Une coopération qui dépasse le simple logement
Les discussions de Bakou ont porté sur des sujets beaucoup plus larges que la seule construction immobilière. Les deux parties ont notamment abordé les mécanismes de financement de long terme, l’accompagnement des ménages vers l’accès à la propriété, l’aménagement urbain intégré ainsi que la gouvernance des grands projets de logements.
Le Gabon s’intéresse particulièrement aux outils ayant permis au Maroc de structurer des programmes urbains à grande échelle tout en mobilisant les investisseurs privés.
Autre dossier stratégique évoqué lors des échanges, celui du rôle du groupe Al Omrane, considéré comme l’un des principaux opérateurs publics marocains dans l’aménagement urbain et la promotion immobilière. Son expertise pourrait ouvrir la voie à des partenariats techniques et opérationnels au Gabon dans les années à venir.

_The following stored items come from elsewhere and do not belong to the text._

//! Courier error types

/// Courier error types
///
/// Every payload is owned text so a single failure can be cloned out to
/// several waiters (coalesced image fetches share one outcome).
#[derive(Debug, Clone, PartialEq, Eq, thiserror::Error)]
pub enum CourierError {
    /// `fire` or an image fetch was attempted before `load` completed.
    #[error("courier is not loaded; call Courier::load() before firing requests")]
    NotLoaded,

    // Network errors
    #[error("transport error: {0}")]
    Transport(String),

    #[error("server responded with {status}: {message}")]
    Status { status: u16, message: String },

    // Data errors
    #[error("parse error: {0}")]
    Parse(String),

    #[error("unsupported charset: {0}")]
    UnsupportedCharset(String),

    // Construction errors
    #[error("multipart body could not be built (fields: {}): {message}", fields.join(", "))]
    Multipart {
        fields: Vec<String>,
        message: String,
    },

    #[error("invalid request: {0}")]
    InvalidRequest(String),

    // Local storage errors
    #[error("cache error: {0}")]
    Cache(String),

    #[error("configuration error: {0}")]
    Configuration(String),
}

/// Coarse classification handed to error callbacks alongside the error.
#[derive(Debug, Clone, Copy, PartialEq, Eq, Hash)]
pub enum ErrorKind {
    NotLoaded,
    Transport,
    Server,
    Parse,
    Construction,
    Cache,
}

impl CourierError {
    /// Classify this error.
    pub fn kind(&self) -> ErrorKind {
        match self {
            CourierError::NotLoaded => ErrorKind::NotLoaded,
            CourierError::Transport(_) => ErrorKind::Transport,
            CourierError::Status { .. } => ErrorKind::Server,
            CourierError::Parse(_) | CourierError::UnsupportedCharset(_) => ErrorKind::Parse,
            CourierError::Multipart { .. }
            | CourierError::InvalidRequest(_)
            | CourierError::Configuration(_) => ErrorKind::Construction,
            CourierError::Cache(_) => ErrorKind::Cache,
        }
    }

    /// Whether the server rejected the request's credentials.
    pub fn is_auth_failure(&self) -> bool {
        matches!(self, CourierError::Status { status: 401 | 403, .. })
    }
}

impl From<serde_json::Error> for CourierError {
    fn from(err: serde_json::Error) -> Self {
        CourierError::Parse(err.to_string())
    }
}

impl From<image::ImageError> for CourierError {
    fn from(err: image::ImageError) -> Self {
        CourierError::Parse(format!("image decode failed: {err}"))
    }
}

impl From<reqwest::Error> for CourierError {
    fn from(err: reqwest::Error) -> Self {
        if err.is_builder() {
            CourierError::InvalidRequest(err.to_string())
        } else {
            CourierError::Transport(err.to_string())
        }
    }
}

impl From<std::io::Error> for CourierError {
    fn from(err: std::io::Error) -> Self {
        CourierError::Cache(err.to_string())
    }
}

/// Result type alias for Courier operations
pub type Result<T> = std::result::Result<T, CourierError>;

Le logement devient un enjeu politique majeur au Gabon
Cette initiative portée par Mays Mouissi s’inscrit dans une dynamique plus globale engagée par les autorités gabonaises autour de la modernisation des territoires et de l’amélioration du cadre de vie. Le logement apparaît désormais comme l’un des grands défis structurels du pays.

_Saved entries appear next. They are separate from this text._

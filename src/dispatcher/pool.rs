//! Fixed-size worker pool.
//!
//! A dedicated multi-threaded tokio runtime; request I/O, cache access and
//! parsing run on its threads, never on the caller's.

use std::future::Future;

use tokio::runtime::{Builder, Handle, Runtime};

use crate::{CourierError, Result};

/// Default number of worker threads.
pub const DEFAULT_WORKER_THREADS: usize = 4;

pub(crate) struct WorkerPool {
    handle: Handle,
    runtime: Option<Runtime>,
    threads: usize,
}

impl WorkerPool {
    pub(crate) fn new(threads: usize) -> Result<Self> {
        if threads == 0 {
            return Err(CourierError::Configuration(
                "worker pool needs at least one thread".into(),
            ));
        }
        let runtime = Builder::new_multi_thread()
            .worker_threads(threads)
            .thread_name("courier-worker")
            .enable_all()
            .build()
            .map_err(|e| CourierError::Configuration(format!("failed to start worker pool: {e}")))?;

        Ok(Self {
            handle: runtime.handle().clone(),
            runtime: Some(runtime),
            threads,
        })
    }

    pub(crate) fn handle(&self) -> &Handle {
        &self.handle
    }

    pub(crate) fn threads(&self) -> usize {
        self.threads
    }

    pub(crate) fn spawn<F>(&self, task: F)
    where
        F: Future<Output = ()> + Send + 'static,
    {
        self.handle.spawn(task);
    }
}

impl Drop for WorkerPool {
    fn drop(&mut self) {
        // Safe from inside another runtime, unlike a plain drop.
        if let Some(runtime) = self.runtime.take() {
            runtime.shutdown_background();
        }
    }
}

Au-delà de la construction de bâtiments, il s’agit de repenser l’organisation des villes, l’accès aux infrastructures, les réseaux d’assainissement, la mobilité urbaine et la gestion du foncier. Pour le gouvernement gabonais, la question de l’habitat est également liée à la stabilité sociale, à l’attractivité économique et à la compétitivité des territoires.

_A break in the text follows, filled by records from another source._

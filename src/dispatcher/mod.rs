//! Request dispatcher.
//!
//! A [`Dispatcher`] owns the response cache, the decoded image cache, the
//! transport and a pool of worker threads. Requests are scheduled onto the
//! workers without blocking the caller; each one completes exactly once,
//! through exactly one of its two callbacks, on the configured
//! [`Delivery`](crate::delivery::Delivery).
//!
//! Most applications use the process-wide instance through [`Courier`].
//! [`CourierBuilder::build`] creates independent dispatchers.

mod builder;
mod pipeline;
mod pool;
mod singleton;

pub use builder::{CourierBuilder, DEFAULT_REQUEST_TIMEOUT, DispatcherConfig};
pub use pool::DEFAULT_WORKER_THREADS;
pub use singleton::{Courier, LoadState};

use std::sync::Arc;

use image::DynamicImage;
use reqwest::Method;

use self::pipeline::Shared;
use self::pool::WorkerPool;
use crate::cache::{ImageCache, ResponseStore};
use crate::multipart::MultipartForm;
use crate::parser::ResponseParser;
use crate::request::FireRequest;
use crate::resource::{Resource, SharedParser};
use crate::{CourierError, Params, Result};

/// Coordinates requests across the caches, the transport and the workers.
pub struct Dispatcher {
    shared: Arc<Shared>,
    pool: WorkerPool,
}

impl Dispatcher {
    fn from_parts(shared: Arc<Shared>, pool: WorkerPool) -> Self {
        Self { shared, pool }
    }

    /// Fire a request at `resource`.
    ///
    /// `params` are sent as the query string for `GET` and as a form body
    /// for every other method. The parsed result goes to `on_success`; any
    /// transport, server or parse failure goes to `on_error`.
    ///
    /// The skeleton path is used as is; see
    /// [`fire_templated`](Self::fire_templated) to fill its placeholders.
    pub fn fire<T, S, E>(
        &self,
        method: Method,
        resource: &Resource<T>,
        params: Option<&Params>,
        on_success: S,
        on_error: E,
    ) where
        T: Send + 'static,
        S: FnOnce(T) + Send + 'static,
        E: FnOnce(CourierError) + Send + 'static,
    {
        self.fire_templated(method, resource, None, params, on_success, on_error);
    }

    /// [`fire`](Self::fire) with the skeleton path filled from `placeholders`.
    pub fn fire_templated<T, S, E>(
        &self,
        method: Method,
        resource: &Resource<T>,
        placeholders: Option<&Params>,
        params: Option<&Params>,
        on_success: S,
        on_error: E,
    ) where
        T: Send + 'static,
        S: FnOnce(T) + Send + 'static,
        E: FnOnce(CourierError) + Send + 'static,
    {
        let request = resource.request(method, placeholders, params);
        self.submit(request, Arc::clone(resource.parser()), on_success, on_error);
    }

    /// Fire a prepared request, parsing the response with `parser`.
    pub fn submit<T, S, E>(
        &self,
        request: FireRequest,
        parser: SharedParser<T>,
        on_success: S,
        on_error: E,
    ) where
        T: Send + 'static,
        S: FnOnce(T) + Send + 'static,
        E: FnOnce(CourierError) + Send + 'static,
    {
        let shared = Arc::clone(&self.shared);
        self.pool.spawn(async move {
            let outcome = pipeline::execute(&shared, &request, parser.as_ref()).await;
            deliver(&shared, outcome, on_success, on_error);
        });
    }

    /// Fire a multipart request at `resource`, with `placeholders` filling
    /// its skeleton path.
    ///
    /// The body is built before anything is scheduled; a file that cannot
    /// be read is reported to `on_error` as [`CourierError::Multipart`].
    pub fn fire_multipart<T, S, E>(
        &self,
        method: Method,
        resource: &Resource<T>,
        placeholders: Option<&Params>,
        form: MultipartForm,
        on_success: S,
        on_error: E,
    ) where
        T: Send + 'static,
        S: FnOnce(T) + Send + 'static,
        E: FnOnce(CourierError) + Send + 'static,
    {
        match form.build() {
            Ok(body) => {
                let request = FireRequest::multipart(method, resource.url(placeholders), body);
                self.submit(request, Arc::clone(resource.parser()), on_success, on_error);
            }
            Err(e) => {
                tracing::warn!(url = %resource.url(placeholders), error = %e, "multipart body not built");
                deliver::<T, S, E>(&self.shared, Err(e), on_success, on_error);
            }
        }
    }

    /// Perform a request on the current task and return its parsed result.
    ///
    /// Callbacks and the delivery are bypassed; the caches are not.
    pub async fn fetch<T: Send + 'static>(
        &self,
        request: FireRequest,
        parser: &dyn ResponseParser<Output = T>,
    ) -> Result<T> {
        pipeline::execute(&self.shared, &request, parser).await
    }

    /// Fetch an image, scaled down to fit the given bounds.
    ///
    /// Served from the image cache when possible. Concurrent fetches of the
    /// same URL and bounds share one download and decode.
    pub fn fetch_image<S, E>(
        &self,
        url: impl Into<String>,
        max_width: Option<u32>,
        max_height: Option<u32>,
        on_success: S,
        on_error: E,
    ) where
        S: FnOnce(Arc<DynamicImage>) + Send + 'static,
        E: FnOnce(CourierError) + Send + 'static,
    {
        let url = url.into();
        let shared = Arc::clone(&self.shared);
        self.pool.spawn(async move {
            let outcome = pipeline::load_image(&shared, &url, max_width, max_height).await;
            deliver(&shared, outcome, on_success, on_error);
        });
    }

    /// Async form of [`fetch_image`](Self::fetch_image).
    pub async fn image(
        &self,
        url: &str,
        max_width: Option<u32>,
        max_height: Option<u32>,
    ) -> Result<Arc<DynamicImage>> {
        pipeline::load_image(&self.shared, url, max_width, max_height).await
    }

    /// User agent sent with default headers.
    pub fn user_agent(&self) -> &str {
        &self.shared.user_agent
    }

    /// Application version the user agent was built from.
    pub fn app_version(&self) -> &str {
        &self.shared.app_version
    }

    pub fn response_store(&self) -> &Arc<dyn ResponseStore> {
        &self.shared.cache
    }

    pub fn image_cache(&self) -> &ImageCache {
        &self.shared.images
    }

    pub fn worker_threads(&self) -> usize {
        self.pool.threads()
    }
}

impl std::fmt::Debug for Dispatcher {
    fn fmt(&self, f: &mut std::fmt::Formatter<'_>) -> std::fmt::Result {
        f.debug_struct("Dispatcher")
            .field("user_agent", &self.shared.user_agent)
            .field("workers", &self.pool.threads())
            .finish_non_exhaustive()
    }
}

fn deliver<T, S, E>(shared: &Shared, outcome: Result<T>, on_success: S, on_error: E)
where
    T: Send + 'static,
    S: FnOnce(T) + Send + 'static,
    E: FnOnce(CourierError) + Send + 'static,
{
    shared.delivery.post(Box::new(move || match outcome {
        Ok(value) => on_success(value),
        Err(e) => on_error(e),
    }));
}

Dans cette logique, les autorités cherchent désormais à attirer davantage de partenaires capables d’apporter une expertise technique mais aussi des solutions de financement adaptées aux ambitions nationales.
Une commission bilatérale en préparation
L’une des avancées majeures de cette rencontre reste l’idée évoquée de créer une commission de partenariat entre les deux ministères. Cette structure permettrait de formaliser et de coordonner les futurs projets de coopération entre Libreville et Rabat dans les domaines du logement, de l’urbanisme et de la modernisation foncière.
L’objectif affiché est de construire une approche progressive, opérationnelle et durable. Cette méthode témoigne d’une volonté des deux pays de dépasser le stade des déclarations d’intention pour aller vers des réalisations concrètes.
Le Gabon redéfinit sa stratégie urbaine
À travers cette offensive diplomatique menée à Bakou, le Gabon envoie également un signal politique plus large. Le pays entend désormais inscrire la transformation urbaine parmi les grands leviers de son développement national.
Dans un continent où les villes deviennent progressivement le cœur des dynamiques économiques et sociales, la maîtrise de l’urbanisation apparaît comme un enjeu stratégique majeur. Le partenariat qui se dessine avec le Maroc pourrait ainsi contribuer à accélérer la modernisation des politiques urbaines gabonaises tout en renforçant les capacités techniques nationales.
Au-delà des accords institutionnels, une question centrale se pose désormais. Le Gabon réussira-t-il à transformer cette coopération en véritable moteur de modernisation urbaine capable de répondre durablement aux attentes des populations ?
À Bakou, les premières fondations de cette ambition viennent en tout cas d’être posées.